* What needs to be done: Copy each line from the records below in which the word "source" is found.

* Exercise materials:
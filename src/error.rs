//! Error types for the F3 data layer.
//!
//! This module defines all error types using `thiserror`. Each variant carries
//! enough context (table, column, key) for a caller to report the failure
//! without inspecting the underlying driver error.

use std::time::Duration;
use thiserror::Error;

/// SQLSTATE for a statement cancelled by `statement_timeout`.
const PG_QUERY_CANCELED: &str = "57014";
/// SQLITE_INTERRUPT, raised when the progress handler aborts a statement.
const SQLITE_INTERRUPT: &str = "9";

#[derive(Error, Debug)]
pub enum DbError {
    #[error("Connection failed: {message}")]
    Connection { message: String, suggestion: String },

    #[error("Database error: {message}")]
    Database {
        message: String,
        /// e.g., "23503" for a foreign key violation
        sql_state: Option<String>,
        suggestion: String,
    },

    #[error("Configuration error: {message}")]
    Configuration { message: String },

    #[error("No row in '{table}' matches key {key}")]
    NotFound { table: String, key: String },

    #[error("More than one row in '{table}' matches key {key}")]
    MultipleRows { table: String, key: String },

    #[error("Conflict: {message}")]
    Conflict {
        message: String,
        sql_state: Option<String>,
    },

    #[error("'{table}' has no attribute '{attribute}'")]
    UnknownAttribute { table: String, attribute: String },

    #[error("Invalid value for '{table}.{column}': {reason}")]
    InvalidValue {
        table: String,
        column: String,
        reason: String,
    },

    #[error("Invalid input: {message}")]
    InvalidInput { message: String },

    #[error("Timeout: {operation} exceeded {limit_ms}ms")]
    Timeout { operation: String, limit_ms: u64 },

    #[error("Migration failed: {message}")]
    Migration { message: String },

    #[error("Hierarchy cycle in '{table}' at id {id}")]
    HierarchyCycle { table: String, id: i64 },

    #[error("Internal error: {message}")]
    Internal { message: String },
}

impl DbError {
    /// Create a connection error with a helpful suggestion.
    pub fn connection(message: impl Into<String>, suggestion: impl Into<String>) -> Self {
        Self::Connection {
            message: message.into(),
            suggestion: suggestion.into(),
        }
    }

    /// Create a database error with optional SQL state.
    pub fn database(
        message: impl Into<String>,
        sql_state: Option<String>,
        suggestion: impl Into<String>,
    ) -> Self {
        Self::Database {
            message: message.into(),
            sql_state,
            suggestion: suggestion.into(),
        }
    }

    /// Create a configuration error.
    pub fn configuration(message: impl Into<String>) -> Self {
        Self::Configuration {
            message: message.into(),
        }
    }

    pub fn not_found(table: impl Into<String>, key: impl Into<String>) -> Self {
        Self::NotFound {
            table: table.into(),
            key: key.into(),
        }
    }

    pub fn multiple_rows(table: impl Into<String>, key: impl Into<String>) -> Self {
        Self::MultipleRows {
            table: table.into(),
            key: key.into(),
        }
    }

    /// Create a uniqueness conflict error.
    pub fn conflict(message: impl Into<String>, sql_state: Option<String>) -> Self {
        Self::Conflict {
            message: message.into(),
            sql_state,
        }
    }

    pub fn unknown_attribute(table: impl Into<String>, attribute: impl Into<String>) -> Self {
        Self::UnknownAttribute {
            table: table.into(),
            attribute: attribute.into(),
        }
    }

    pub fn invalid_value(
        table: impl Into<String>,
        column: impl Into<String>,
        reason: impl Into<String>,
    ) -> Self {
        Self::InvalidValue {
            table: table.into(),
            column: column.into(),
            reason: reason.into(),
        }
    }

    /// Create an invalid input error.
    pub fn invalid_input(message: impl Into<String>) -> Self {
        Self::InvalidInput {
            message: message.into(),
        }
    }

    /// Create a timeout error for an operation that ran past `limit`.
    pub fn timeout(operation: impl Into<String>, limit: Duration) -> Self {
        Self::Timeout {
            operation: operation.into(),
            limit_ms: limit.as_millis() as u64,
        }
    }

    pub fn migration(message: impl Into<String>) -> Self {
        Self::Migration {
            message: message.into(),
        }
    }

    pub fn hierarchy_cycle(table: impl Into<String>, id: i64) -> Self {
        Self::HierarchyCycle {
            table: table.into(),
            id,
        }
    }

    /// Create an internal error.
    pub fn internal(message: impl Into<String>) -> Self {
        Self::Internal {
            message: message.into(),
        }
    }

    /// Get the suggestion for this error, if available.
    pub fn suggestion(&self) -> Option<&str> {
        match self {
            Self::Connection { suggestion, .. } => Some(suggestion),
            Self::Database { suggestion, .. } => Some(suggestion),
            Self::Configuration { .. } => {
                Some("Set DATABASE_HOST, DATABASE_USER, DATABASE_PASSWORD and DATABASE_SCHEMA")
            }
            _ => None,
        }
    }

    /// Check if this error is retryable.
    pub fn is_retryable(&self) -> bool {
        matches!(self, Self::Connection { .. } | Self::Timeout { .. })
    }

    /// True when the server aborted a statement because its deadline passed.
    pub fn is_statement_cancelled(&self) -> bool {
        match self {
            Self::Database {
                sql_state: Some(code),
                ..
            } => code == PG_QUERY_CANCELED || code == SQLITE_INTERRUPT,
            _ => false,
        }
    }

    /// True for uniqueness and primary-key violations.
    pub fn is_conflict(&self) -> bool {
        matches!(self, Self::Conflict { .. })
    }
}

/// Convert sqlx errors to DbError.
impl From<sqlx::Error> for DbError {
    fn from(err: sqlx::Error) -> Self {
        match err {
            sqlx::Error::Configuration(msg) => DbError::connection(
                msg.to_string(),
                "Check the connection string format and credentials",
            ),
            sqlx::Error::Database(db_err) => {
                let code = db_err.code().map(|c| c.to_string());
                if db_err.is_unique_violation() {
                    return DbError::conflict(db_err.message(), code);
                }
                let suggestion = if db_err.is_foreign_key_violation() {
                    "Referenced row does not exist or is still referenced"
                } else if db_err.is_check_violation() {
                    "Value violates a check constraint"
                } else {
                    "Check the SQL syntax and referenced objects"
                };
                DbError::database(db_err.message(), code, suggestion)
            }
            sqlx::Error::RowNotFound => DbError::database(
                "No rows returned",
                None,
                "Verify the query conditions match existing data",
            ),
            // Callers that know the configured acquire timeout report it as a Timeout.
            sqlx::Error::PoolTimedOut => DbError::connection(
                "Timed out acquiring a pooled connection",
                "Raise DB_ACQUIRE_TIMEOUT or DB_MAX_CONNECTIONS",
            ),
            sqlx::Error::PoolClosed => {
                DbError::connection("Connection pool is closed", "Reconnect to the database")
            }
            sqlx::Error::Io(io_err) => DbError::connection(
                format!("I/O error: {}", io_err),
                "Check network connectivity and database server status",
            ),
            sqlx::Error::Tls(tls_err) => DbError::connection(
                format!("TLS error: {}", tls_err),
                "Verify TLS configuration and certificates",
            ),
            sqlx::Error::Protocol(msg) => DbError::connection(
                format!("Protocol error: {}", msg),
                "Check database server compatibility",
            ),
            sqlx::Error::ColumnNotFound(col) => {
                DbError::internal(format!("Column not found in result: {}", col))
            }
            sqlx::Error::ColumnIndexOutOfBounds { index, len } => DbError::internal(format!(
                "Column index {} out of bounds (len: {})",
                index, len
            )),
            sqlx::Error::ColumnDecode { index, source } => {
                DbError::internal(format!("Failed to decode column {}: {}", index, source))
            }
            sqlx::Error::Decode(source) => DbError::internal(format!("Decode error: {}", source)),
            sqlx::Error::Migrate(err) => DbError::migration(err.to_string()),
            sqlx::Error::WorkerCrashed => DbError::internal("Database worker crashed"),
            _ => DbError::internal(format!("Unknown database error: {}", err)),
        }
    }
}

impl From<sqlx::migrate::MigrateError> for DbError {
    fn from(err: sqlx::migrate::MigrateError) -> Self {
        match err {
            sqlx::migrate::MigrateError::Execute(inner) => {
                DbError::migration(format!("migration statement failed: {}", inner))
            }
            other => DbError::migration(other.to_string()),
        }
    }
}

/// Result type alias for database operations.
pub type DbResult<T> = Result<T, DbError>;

* Answer to this problem:
            sqlx::Error::ColumnDecode { index, source } => {
                DbError::internal(format!("Failed to decode column {}: {}", index, source))
            sqlx::Error::Decode(source) => DbError::internal(format!("Decode error: {}", source)),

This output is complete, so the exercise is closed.